Kommt der erste Teil des Abends noch etwas schwerfällig in Gang, wird es nach der Pause deutlich spritziger und pointierter. Die Songs (Musikproduktion und Arrangements: Martin Rosengarten) mögen keinen Ohrwurm-Charakter haben, aber sie sind innerhalb der Geschichte stimmig und vor allem von einem sangesstarken Ensemble interpretiert.
Dieser Abend ist ein mutiger Versuch, ein brisantes Thema unterhaltsam auf die Bühne zu bringen. Er polarisiert, aber leicht Konsumierbares gibt es ja genug.
Weitere Informationen unter: https://www.tivoli.de/programm-tickets/trash-island?
INFORMATIONEN FÜR LEHRKRÄFTE
Inhaltliche Schwerpunkt
- Umweltverschmutzung
- Gier internationaler Konzerne
- Nachhaltigkeit
- Sehnsucht nach Natur
Formale SchwerpunKte
- Satire- Musical
- Anspielungen auf verschiedene popkulturelle Phänomene
- mehrfacher Rollenwechsel
Vorschlag für Altersgruppe/Jahrgangsstufe
- ab 16 Jahre, ab Klasse 10
- möglich für den Musik- und PWG-Unterricht
Zum Inhalt
Freddy hat in den 90er Jahren die zivilisierte Welt verlassen und für seine Tochter Johanna und sich Trash Island, eine Insel ausschließlich aus Müll, geschaffen.

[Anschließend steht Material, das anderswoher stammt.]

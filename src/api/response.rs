//! Raw response bodies for API endpoints.

use crate::serialize::string_or_number;
use crate::types::TradeId;
use serde::Deserialize;

#[derive(Deserialize, Debug)]
pub struct InboundCountResponse {
    pub count: i64,
}

#[derive(Deserialize, Debug)]
pub struct InboundTrade {
    #[serde(deserialize_with = "string_or_number")]
    pub id: TradeId,
}

#[derive(Deserialize, Debug)]
pub struct InboundTradesResponse {
    #[serde(default)]
    pub data: Vec<InboundTrade>,
}

#[derive(Deserialize, Debug)]
#[serde(rename_all = "camelCase")]
pub struct Thumbnail {
    /// Thumbnails which are still being rendered have no URL.
    #[serde(default)]
    pub image_url: Option<String>,
}

#[derive(Deserialize, Debug)]
pub struct ThumbnailsResponse {
    #[serde(default)]
    pub data: Vec<Thumbnail>,
}
//! Desktop notifications for new trade offers on [Strrev](https://www.strrev.com).
//!
//! The [`polling::Poller`] checks the inbound trade count, looks up the latest inbound trade
//! and its counterparty's avatar, then shows a notification summarizing the RAP on each side.
//! [`polling::create_poller`] runs it on a timer.
//!
//! ```no_run
//! use strrev_trade_notifier::{TradeAPI, DesktopNotifier, IconCache};
//! use strrev_trade_notifier::polling::{create_poller, Poller, PollOptions};
//! use std::sync::Arc;
//!
//! # async fn run() -> Result<(), strrev_trade_notifier::error::Error> {
//! let api = TradeAPI::new()?;
//!
//! api.set_cookies(&[String::from(".ROBLOSECURITY=...")]);
//!
//! let notifier = DesktopNotifier::new(IconCache::new(api.clone(), "icons"));
//! let poller = Poller::new(Arc::new(api), Arc::new(notifier));
//! let mut polling = create_poller(poller, PollOptions::default());
//!
//! while let Some(poll) = polling.receiver.recv().await {
//!     println!("{poll:?}");
//! }
//! # Ok(())
//! # }
//! ```

mod helpers;
mod serialize;

pub mod api;
pub mod config;
pub mod error;
pub mod notifier;
pub mod polling;
pub mod response;
pub mod types;

pub use api::{TradeAPI, TradeSource};
pub use config::Config;
pub use notifier::{DesktopNotifier, IconCache, Notification, Notifier, Permission};
pub use helpers::parse_cookies;
//! OpenAI-compatible chat completions backend (Groq, OpenAI, Ollama, ...).

use async_trait::async_trait;
use reqwest::{Client, StatusCode};
use serde::{Deserialize, Serialize};
use tracing::debug;

use crate::config::BackendConfig;
use crate::error::GenerationError;
use crate::llm::backend::{Completion, TextBackend};

/// Phrases backends use when a request is over the context window.
const PAYLOAD_TOO_LARGE_MARKERS: [&str; 4] = [
    "context_length",
    "context length",
    "too large",
    "maximum context",
];

/// Chat message in a request
#[derive(Serialize, Debug)]
struct Message<'a> {
    role: &'a str,
    content: &'a str,
}

/// Chat completions request body
#[derive(Serialize, Debug)]
struct ChatRequest<'a> {
    model: &'a str,
    messages: Vec<Message<'a>>,
    stream: bool,
}

#[derive(Deserialize, Debug)]
struct ChatResponse {
    #[serde(default)]
    choices: Vec<Choice>,
}

#[derive(Deserialize, Debug)]
struct Choice {
    message: ResponseMessage,
}

#[derive(Deserialize, Debug)]
struct ResponseMessage {
    #[serde(default)]
    content: Option<String>,
}

/// Backend speaking the OpenAI chat completions protocol.
pub struct OpenAiCompatibleBackend {
    client: Client,
    /// Base URL without the `/v1/chat/completions` suffix.
    base_url: String,
}

impl OpenAiCompatibleBackend {
    pub fn new(config: &BackendConfig) -> Result<Self, GenerationError> {
        let client = Client::builder()
            .timeout(config.timeout)
            .build()
            .map_err(|e| GenerationError::unknown(format!("Failed to build HTTP client: {e}")))?;

        Ok(Self {
            client,
            base_url: config.base_url.clone(),
        })
    }

    fn endpoint(&self) -> String {
        format!("{}/v1/chat/completions", self.base_url.trim_end_matches('/'))
    }
}

#[async_trait]
impl TextBackend for OpenAiCompatibleBackend {
    async fn complete(
        &self,
        prompt: &str,
        model: &str,
        credential: &str,
    ) -> Result<Completion, GenerationError> {
        let url = self.endpoint();
        let body = ChatRequest {
            model,
            messages: vec![Message {
                role: "user",
                content: prompt,
            }],
            stream: false,
        };

        debug!(url = %url, model, prompt_len = prompt.len(), "Sending chat completion request");

        let response = self
            .client
            .post(&url)
            .bearer_auth(credential)
            .json(&body)
            .send()
            .await
            .map_err(classify_transport_error)?;

        let status = response.status();
        if !status.is_success() {
            let text = response.text().await.unwrap_or_default();
            return Err(classify_status(status, &text));
        }

        let parsed: ChatResponse = response
            .json()
            .await
            .map_err(|e| GenerationError::unknown(format!("Invalid response body: {e}")))?;

        let choice = parsed
            .choices
            .into_iter()
            .next()
            .ok_or_else(|| GenerationError::unknown("Backend returned no choices"))?;

        debug!("Received chat completion response");

        Ok(Completion {
            text: choice.message.content.unwrap_or_default(),
        })
    }
}

fn classify_transport_error(e: reqwest::Error) -> GenerationError {
    if e.is_timeout() || e.is_connect() || e.is_request() {
        GenerationError::transient(e.to_string())
    } else {
        GenerationError::unknown(e.to_string())
    }
}

/// Map a non-success HTTP status (and its body) to a generation error.
pub(crate) fn classify_status(status: StatusCode, body: &str) -> GenerationError {
    let detail = format!("HTTP {}: {}", status.as_u16(), truncate(body, 300));

    match status {
        StatusCode::UNAUTHORIZED | StatusCode::FORBIDDEN => GenerationError::auth_missing(detail),
        StatusCode::PAYLOAD_TOO_LARGE => GenerationError::payload_too_large(detail),
        StatusCode::BAD_REQUEST if mentions_payload_size(body) => {
            GenerationError::payload_too_large(detail)
        }
        StatusCode::REQUEST_TIMEOUT | StatusCode::TOO_MANY_REQUESTS => {
            GenerationError::transient(detail)
        }
        s if s.is_server_error() => GenerationError::transient(detail),
        _ => GenerationError::unknown(detail),
    }
}

fn mentions_payload_size(body: &str) -> bool {
    let lower = body.to_lowercase();
    PAYLOAD_TOO_LARGE_MARKERS.iter().any(|m| lower.contains(m))
}

fn truncate(text: &str, max_chars: usize) -> String {
    text.chars().take(max_chars).collect()
}

#[cfg(test)]
mod tests {
    use super::*;
    use crate::error::GenerationErrorKind;

    #[test]
    fn test_classify_auth_statuses() {
        assert_eq!(
            classify_status(StatusCode::UNAUTHORIZED, "invalid api key").kind,
            GenerationErrorKind::AuthMissing
        );
        assert_eq!(
            classify_status(StatusCode::FORBIDDEN, "").kind,
            GenerationErrorKind::AuthMissing
        );
    }

    #[test]
    fn test_classify_payload_too_large() {
        assert_eq!(
            classify_status(StatusCode::PAYLOAD_TOO_LARGE, "").kind,
            GenerationErrorKind::PayloadTooLarge
        );
        let body = r#"{"error":{"code":"context_length_exceeded","message":"Please reduce the length of the messages."}}"#;
        assert_eq!(
            classify_status(StatusCode::BAD_REQUEST, body).kind,
            GenerationErrorKind::PayloadTooLarge
        );
    }

    #[test]
    fn test_classify_other_bad_request_is_unknown() {
        assert_eq!(
            classify_status(StatusCode::BAD_REQUEST, "model not found").kind,
            GenerationErrorKind::Unknown
        );
    }

    #[test]
    fn test_classify_transient_statuses() {
        for status in [
            StatusCode::TOO_MANY_REQUESTS,
            StatusCode::REQUEST_TIMEOUT,
            StatusCode::INTERNAL_SERVER_ERROR,
            StatusCode::BAD_GATEWAY,
            StatusCode::SERVICE_UNAVAILABLE,
        ] {
            assert_eq!(
                classify_status(status, "").kind,
                GenerationErrorKind::Transient,
                "{status}"
            );
        }
    }

    #[test]
    fn test_endpoint_strips_trailing_slash() {
        let config = BackendConfig {
            base_url: "http://localhost:11434/".to_string(),
            ..BackendConfig::default()
        };
        let backend = OpenAiCompatibleBackend::new(&config).unwrap();
        assert_eq!(backend.endpoint(), "http://localhost:11434/v1/chat/completions");
    }

    #[test]
    fn test_detail_is_truncated() {
        let body = "x".repeat(1000);
        let err = classify_status(StatusCode::BAD_GATEWAY, &body);
        assert!(err.message.len() < 400);
    }
}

Dort leben beide zusammen mit Friday, einem Jungen, der zufällig in einer Kiste ans Inselufer geschwemmt worden ist. Alles verläuft friedlich, man glaubt sich im Paradies, bis eines Tages Vertreter internationaler Konzerne auf der Suche nach seltenen Erden und ein immerhin mit „Bio“ apostrophiertes Kreuzfahrtschiff auftauchen und vieles auf der Insel durcheinanderbringen. Außerdem erscheint ein recht höflicher, aber ungemein engagierter Influencer namens Felix und verliebt sich in Johanna. Damit nicht genug, auch Johannas tot geglaubte Mutter hatte sich auf die Suche nach der Tochter gemacht und findet sie hier wieder. Das Auffinden einer echten Kartoffel erzeugt bei Johanna die Sehnsucht nach etwas Echtem, plötzlich stellt sich die Frage, was denn richtig und was falsch, was gut und was böse ist. Ein Happy End gibt es trotzdem.
Mögliche Vorbereitungen
Über Referate, als Hausaufgabe oder in Gruppenarbeit:
- Recherche zu folgenden Aspekten:
- Wieviel Müll wird pro Kopf in Deutschland produziert? Wieviel weltweit?
- Müllverschmutzung im Meer und in den Wäldern
- Wie nachhaltig ist unser Alltag?
- Was tue ich selbst/ meine Freund*innen/ meine Familie für die Nachhaltigkeit?
- Welche Konzerne produzieren nachhaltig? Was wird behauptet? Wie sieht die Wirklichkeit aus?
- Was ist Satire? Welche Ziele verfolgt sie mit welchen Mitteln?